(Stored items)
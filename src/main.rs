//! pulmo-triage CLI: radiograph normalization and diagnostic triage.

use std::path::{Path, PathBuf};
use std::sync::Arc;

use anyhow::{Context, Result};
use clap::{Args, Parser, Subcommand};
use tracing::info;

use pulmo_triage::{init_tracing, ImageNormalizer, PrecomputedDetections, TriageConfig, TriageService};

#[derive(Parser)]
#[command(name = "pulmo-triage")]
#[command(about = "Normalize chest radiographs and triage detector findings by clinical priority")]
#[command(version)]
struct Cli {
    /// TOML configuration file (PULMO_* environment variables still apply).
    #[arg(long, global = true)]
    config: Option<PathBuf>,

    #[command(subcommand)]
    command: Commands,
}

#[derive(Subcommand)]
enum Commands {
    /// Print the disease rule table in priority order (JSON).
    Rules,

    /// Normalize one radiograph to a square JPEG.
    Normalize(NormalizeArgs),

    /// Run normalization, triage and annotation for one radiograph.
    Triage(TriageArgs),
}

#[derive(Debug, Clone, Args)]
struct NormalizeArgs {
    /// DICOM or raster input.
    #[arg(long)]
    input: PathBuf,

    /// Output JPEG path.
    #[arg(long)]
    output: PathBuf,
}

#[derive(Debug, Clone, Args)]
struct TriageArgs {
    /// DICOM or raster input.
    #[arg(long)]
    input: PathBuf,

    /// JSON array of detector outputs for the normalized image.
    #[arg(long)]
    detections: PathBuf,

    /// Write the response envelope here instead of stdout.
    #[arg(long)]
    report: Option<PathBuf>,

    /// Write the risk-annotated JPEG here.
    #[arg(long)]
    annotated: Option<PathBuf>,
}

fn load_config(path: Option<&Path>) -> Result<TriageConfig> {
    match path {
        Some(p) => TriageConfig::load(p),
        None => Ok(TriageConfig::from_env()?),
    }
}

fn run_rules(config: &TriageConfig) -> Result<()> {
    let service = TriageService::new(config, config.rule_table()?, Arc::new(PrecomputedDetections::default()));
    println!("{}", serde_json::to_string_pretty(&service.rules_envelope())?);
    Ok(())
}

fn run_normalize(config: &TriageConfig, args: &NormalizeArgs) -> Result<()> {
    let normalizer = ImageNormalizer::new(config.normalizer.clone());
    let image = normalizer
        .normalize_file(&args.input)
        .with_context(|| format!("Failed to normalize {}", args.input.display()))?;

    std::fs::write(&args.output, &image.jpeg)
        .with_context(|| format!("Failed to write {}", args.output.display()))?;
    info!(
        "Wrote {}x{} image to {}",
        image.width(),
        image.height(),
        args.output.display()
    );
    Ok(())
}

async fn run_triage(config: &TriageConfig, args: &TriageArgs) -> Result<()> {
    let rules = config.rule_table()?;
    let detector = PrecomputedDetections::load(&args.detections, &rules)?
        .with_min_confidence(config.detector_min_confidence);
    let service = TriageService::new(config, rules, Arc::new(detector));

    let bytes = std::fs::read(&args.input).with_context(|| format!("Failed to read {}", args.input.display()))?;
    let file_name = args.input.to_string_lossy().into_owned();
    let outcome = service.analyze(&file_name, bytes).await?;

    if let (Some(path), Some(jpeg)) = (&args.annotated, &outcome.annotated_jpeg) {
        std::fs::write(path, jpeg).with_context(|| format!("Failed to write {}", path.display()))?;
        info!("Wrote annotated image to {}", path.display());
    }

    let envelope = serde_json::to_string_pretty(&outcome.to_envelope())?;
    match &args.report {
        Some(path) => {
            std::fs::write(path, envelope).with_context(|| format!("Failed to write {}", path.display()))?;
            info!("Wrote report to {}", path.display());
        }
        None => println!("{}", envelope),
    }
    Ok(())
}

#[tokio::main]
async fn main() -> Result<()> {
    init_tracing();
    let cli = Cli::parse();
    let config = load_config(cli.config.as_deref())?;

    match &cli.command {
        Commands::Rules => run_rules(&config),
        Commands::Normalize(args) => run_normalize(&config, args),
        Commands::Triage(args) => run_triage(&config, args).await,
    }
}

Task item => What lines of the preceding data include the string "report"? Pull them out.

Task response =>
    report: Option<PathBuf>,
    match &args.report {
            info!("Wrote report to {}", path.display());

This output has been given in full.